• Stored data entries:
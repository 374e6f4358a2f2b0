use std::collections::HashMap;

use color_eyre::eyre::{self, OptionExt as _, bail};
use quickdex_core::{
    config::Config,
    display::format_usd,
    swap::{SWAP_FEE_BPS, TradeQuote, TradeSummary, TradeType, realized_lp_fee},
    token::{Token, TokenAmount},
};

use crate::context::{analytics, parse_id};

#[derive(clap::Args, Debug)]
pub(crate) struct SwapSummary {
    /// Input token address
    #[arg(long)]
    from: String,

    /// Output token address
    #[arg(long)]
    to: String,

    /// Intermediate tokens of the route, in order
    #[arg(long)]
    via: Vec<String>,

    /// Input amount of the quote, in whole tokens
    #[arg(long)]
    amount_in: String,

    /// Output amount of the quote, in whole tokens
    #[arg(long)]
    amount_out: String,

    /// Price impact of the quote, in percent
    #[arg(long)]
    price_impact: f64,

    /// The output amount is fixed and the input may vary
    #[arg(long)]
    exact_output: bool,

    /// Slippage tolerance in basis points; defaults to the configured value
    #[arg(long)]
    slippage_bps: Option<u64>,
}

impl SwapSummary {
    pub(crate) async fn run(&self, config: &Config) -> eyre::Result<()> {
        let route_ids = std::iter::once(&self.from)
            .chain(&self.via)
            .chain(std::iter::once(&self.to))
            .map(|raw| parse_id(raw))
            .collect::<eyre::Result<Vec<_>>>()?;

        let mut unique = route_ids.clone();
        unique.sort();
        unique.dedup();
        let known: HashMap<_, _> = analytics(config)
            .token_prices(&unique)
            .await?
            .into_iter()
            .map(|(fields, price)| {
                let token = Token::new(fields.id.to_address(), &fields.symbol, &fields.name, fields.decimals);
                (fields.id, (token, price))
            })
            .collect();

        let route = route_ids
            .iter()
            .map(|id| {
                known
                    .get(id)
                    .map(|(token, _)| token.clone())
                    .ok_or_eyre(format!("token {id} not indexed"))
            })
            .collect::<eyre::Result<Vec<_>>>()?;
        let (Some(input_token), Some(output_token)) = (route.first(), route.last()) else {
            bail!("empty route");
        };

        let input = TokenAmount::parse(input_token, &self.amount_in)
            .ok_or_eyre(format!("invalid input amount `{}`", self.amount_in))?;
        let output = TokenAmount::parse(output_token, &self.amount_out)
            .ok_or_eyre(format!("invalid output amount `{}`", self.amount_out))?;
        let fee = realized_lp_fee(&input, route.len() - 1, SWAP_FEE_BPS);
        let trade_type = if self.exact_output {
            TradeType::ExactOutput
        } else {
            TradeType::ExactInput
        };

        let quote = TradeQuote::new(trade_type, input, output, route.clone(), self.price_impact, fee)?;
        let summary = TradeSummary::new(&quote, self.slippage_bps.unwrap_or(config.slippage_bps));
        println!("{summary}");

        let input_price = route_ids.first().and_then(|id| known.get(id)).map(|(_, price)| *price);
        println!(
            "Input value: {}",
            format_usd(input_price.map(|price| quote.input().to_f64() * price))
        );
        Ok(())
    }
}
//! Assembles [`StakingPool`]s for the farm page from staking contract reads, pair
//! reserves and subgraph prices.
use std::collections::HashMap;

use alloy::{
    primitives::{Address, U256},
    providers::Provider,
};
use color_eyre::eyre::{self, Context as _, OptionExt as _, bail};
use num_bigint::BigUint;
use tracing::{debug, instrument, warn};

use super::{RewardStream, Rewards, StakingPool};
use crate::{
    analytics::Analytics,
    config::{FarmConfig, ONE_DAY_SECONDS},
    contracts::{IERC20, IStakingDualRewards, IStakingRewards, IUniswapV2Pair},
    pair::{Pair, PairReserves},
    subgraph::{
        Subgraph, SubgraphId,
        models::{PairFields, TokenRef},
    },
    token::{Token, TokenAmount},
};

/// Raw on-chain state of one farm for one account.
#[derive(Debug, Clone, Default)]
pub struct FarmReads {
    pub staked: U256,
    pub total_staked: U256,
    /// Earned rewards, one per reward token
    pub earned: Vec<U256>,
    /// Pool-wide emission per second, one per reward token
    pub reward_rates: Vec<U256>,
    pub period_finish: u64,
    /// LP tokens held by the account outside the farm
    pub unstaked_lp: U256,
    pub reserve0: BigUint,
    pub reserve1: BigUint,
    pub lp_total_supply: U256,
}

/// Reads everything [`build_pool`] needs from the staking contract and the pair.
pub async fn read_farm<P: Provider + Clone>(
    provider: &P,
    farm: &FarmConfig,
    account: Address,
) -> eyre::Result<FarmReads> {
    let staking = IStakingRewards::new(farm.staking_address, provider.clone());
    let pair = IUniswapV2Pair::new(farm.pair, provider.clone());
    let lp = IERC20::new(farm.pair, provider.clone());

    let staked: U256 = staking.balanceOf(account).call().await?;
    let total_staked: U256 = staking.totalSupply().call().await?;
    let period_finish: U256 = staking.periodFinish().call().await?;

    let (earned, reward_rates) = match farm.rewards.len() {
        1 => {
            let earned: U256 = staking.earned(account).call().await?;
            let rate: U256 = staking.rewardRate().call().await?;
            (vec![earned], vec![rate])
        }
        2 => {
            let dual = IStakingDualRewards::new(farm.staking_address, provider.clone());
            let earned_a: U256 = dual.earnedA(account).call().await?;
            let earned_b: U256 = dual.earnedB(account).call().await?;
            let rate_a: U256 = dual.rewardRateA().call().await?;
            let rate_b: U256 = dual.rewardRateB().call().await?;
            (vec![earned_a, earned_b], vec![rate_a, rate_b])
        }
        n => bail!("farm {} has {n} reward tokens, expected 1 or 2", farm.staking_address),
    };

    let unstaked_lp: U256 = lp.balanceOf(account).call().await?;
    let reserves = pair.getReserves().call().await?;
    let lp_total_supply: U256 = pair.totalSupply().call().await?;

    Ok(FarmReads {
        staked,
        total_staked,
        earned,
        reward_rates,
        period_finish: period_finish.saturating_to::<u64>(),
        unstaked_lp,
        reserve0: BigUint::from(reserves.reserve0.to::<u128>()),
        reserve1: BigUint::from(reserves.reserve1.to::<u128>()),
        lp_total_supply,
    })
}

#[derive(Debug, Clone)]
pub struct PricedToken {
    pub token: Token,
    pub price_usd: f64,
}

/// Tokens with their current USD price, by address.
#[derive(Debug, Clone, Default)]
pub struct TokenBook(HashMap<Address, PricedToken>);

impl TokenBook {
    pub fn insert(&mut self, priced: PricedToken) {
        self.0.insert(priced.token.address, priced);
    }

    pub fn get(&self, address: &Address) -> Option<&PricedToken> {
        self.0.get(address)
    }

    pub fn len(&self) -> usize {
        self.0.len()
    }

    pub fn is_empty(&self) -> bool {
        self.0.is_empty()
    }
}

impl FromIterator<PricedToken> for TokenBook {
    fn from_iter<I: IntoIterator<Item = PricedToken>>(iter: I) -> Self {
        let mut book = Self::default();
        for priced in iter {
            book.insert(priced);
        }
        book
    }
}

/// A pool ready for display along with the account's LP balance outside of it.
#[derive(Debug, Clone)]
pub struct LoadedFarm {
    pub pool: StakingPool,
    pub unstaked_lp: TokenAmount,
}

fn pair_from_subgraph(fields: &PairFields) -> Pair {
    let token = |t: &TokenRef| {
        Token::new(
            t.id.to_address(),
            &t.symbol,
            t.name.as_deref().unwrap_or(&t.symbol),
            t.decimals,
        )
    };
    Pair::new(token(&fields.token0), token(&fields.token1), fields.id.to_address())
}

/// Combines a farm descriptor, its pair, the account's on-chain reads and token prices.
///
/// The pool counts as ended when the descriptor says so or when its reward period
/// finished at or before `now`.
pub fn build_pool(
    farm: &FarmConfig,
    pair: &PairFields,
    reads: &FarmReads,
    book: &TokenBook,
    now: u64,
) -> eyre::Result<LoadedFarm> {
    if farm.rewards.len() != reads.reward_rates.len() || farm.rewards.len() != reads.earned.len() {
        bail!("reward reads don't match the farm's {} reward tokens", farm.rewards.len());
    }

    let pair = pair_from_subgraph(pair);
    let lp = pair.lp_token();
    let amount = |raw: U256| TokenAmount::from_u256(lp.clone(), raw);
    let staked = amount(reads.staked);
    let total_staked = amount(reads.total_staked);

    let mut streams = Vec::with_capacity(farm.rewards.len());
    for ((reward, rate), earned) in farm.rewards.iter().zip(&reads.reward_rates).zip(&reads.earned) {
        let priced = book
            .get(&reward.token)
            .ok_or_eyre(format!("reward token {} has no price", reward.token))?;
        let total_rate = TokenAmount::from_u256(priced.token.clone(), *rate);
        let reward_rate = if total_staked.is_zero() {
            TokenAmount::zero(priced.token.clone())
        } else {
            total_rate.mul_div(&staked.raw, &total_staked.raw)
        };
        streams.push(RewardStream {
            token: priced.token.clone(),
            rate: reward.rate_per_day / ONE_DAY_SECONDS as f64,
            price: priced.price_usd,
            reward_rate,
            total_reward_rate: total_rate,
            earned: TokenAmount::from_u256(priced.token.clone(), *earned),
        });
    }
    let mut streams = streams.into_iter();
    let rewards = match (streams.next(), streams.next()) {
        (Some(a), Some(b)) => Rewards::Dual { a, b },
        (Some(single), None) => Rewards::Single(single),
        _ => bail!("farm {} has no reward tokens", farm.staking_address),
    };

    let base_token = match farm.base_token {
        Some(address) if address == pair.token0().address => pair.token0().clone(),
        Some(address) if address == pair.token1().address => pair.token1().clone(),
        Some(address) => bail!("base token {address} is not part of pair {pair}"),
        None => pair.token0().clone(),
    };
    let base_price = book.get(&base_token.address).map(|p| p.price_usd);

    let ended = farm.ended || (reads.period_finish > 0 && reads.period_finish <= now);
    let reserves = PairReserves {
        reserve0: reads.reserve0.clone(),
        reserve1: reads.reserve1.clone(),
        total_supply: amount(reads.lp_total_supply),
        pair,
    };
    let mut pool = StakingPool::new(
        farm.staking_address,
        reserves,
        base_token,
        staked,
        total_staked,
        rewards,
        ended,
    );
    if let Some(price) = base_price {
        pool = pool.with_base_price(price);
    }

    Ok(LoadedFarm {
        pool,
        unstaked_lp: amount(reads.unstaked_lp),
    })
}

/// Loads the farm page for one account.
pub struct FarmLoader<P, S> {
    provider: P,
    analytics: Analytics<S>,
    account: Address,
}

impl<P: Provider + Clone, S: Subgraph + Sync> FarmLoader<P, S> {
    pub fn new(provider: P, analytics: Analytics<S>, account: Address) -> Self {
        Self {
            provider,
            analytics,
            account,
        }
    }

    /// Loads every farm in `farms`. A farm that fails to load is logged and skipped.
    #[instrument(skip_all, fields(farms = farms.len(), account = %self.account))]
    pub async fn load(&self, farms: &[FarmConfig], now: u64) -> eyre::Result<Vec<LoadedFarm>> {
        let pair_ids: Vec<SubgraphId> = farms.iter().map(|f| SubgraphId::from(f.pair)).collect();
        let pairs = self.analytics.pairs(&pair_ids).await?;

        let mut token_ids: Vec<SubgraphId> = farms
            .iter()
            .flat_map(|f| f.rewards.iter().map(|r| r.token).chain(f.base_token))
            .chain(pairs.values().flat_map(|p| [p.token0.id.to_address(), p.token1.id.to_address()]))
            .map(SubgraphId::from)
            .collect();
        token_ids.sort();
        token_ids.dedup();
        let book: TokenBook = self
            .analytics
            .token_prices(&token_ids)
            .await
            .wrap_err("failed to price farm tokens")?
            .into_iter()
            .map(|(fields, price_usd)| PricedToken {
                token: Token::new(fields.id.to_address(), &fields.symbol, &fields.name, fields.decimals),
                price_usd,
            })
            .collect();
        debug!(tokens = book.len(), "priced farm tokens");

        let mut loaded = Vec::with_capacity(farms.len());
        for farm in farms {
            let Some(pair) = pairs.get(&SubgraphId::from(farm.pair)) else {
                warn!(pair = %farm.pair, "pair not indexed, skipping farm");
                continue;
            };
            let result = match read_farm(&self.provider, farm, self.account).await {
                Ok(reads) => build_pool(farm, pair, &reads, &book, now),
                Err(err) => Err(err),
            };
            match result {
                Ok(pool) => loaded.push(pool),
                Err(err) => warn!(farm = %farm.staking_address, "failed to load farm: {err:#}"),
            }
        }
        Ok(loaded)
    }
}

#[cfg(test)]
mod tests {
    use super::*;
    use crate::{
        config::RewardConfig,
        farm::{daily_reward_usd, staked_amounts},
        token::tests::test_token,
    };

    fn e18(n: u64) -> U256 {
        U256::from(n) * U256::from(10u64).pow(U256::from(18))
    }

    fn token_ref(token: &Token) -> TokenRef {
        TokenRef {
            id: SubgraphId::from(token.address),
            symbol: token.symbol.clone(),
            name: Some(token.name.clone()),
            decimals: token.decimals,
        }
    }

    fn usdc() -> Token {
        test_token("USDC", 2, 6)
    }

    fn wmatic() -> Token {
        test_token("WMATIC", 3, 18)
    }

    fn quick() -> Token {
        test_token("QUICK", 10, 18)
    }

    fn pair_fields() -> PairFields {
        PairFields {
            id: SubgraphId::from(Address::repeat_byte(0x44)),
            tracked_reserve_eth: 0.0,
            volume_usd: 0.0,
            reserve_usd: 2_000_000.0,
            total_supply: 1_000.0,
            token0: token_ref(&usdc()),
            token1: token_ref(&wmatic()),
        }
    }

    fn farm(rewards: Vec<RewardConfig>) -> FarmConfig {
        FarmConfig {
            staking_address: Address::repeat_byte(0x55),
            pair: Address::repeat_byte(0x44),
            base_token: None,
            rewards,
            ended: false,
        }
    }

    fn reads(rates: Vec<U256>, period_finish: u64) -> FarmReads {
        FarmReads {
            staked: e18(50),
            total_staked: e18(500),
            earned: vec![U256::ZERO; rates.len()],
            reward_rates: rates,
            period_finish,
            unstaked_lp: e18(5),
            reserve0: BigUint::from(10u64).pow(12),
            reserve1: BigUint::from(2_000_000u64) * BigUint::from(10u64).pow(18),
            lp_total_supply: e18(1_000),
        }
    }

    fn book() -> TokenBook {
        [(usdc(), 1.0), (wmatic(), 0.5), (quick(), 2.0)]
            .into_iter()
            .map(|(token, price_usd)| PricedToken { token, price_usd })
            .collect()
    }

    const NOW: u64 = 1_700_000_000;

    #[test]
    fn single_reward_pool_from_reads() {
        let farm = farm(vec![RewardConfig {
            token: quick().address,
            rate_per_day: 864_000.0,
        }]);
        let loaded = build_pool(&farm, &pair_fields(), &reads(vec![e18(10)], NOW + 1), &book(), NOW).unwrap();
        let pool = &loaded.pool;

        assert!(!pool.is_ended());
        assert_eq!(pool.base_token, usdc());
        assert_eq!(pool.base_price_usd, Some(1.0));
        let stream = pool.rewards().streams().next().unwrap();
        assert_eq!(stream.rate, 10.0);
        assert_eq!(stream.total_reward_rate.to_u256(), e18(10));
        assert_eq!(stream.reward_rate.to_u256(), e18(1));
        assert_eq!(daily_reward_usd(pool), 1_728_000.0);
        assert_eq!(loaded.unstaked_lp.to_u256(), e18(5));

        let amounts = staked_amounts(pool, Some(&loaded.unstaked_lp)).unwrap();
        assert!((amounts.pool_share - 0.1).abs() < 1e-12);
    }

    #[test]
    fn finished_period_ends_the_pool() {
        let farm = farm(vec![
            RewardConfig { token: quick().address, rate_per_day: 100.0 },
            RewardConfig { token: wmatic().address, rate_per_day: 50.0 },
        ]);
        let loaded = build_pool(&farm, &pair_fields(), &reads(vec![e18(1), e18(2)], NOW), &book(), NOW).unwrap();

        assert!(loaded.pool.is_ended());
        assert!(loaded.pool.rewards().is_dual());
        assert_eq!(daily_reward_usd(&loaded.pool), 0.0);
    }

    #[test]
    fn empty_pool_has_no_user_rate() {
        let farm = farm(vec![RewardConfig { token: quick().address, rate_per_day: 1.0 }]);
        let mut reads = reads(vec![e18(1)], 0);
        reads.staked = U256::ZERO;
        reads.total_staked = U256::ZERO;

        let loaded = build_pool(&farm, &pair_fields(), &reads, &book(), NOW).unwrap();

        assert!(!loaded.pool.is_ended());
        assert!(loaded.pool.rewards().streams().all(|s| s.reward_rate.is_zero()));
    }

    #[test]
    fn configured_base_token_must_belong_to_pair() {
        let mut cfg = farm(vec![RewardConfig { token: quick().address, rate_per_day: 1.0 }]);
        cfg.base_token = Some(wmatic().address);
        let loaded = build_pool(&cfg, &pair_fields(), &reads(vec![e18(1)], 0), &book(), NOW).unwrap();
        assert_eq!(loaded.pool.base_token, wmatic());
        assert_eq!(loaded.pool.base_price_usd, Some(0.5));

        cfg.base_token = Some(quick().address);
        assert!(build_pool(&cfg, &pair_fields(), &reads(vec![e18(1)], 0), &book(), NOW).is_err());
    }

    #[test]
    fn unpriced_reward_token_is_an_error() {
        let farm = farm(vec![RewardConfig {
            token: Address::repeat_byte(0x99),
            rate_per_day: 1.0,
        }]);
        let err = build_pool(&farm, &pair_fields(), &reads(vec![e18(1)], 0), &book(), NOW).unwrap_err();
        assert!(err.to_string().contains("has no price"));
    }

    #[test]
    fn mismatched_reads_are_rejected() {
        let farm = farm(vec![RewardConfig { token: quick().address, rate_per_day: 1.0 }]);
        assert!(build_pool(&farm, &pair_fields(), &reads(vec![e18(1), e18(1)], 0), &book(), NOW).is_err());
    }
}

• WHAT YOU ARE ASKED TO DO: Among the lines of the data above, find those with the word "instrument" and show them.

• ANSWER BELOW:
use tracing::{debug, instrument, warn};
    #[instrument(skip_all, fields(farms = farms.len(), account = %self.account))]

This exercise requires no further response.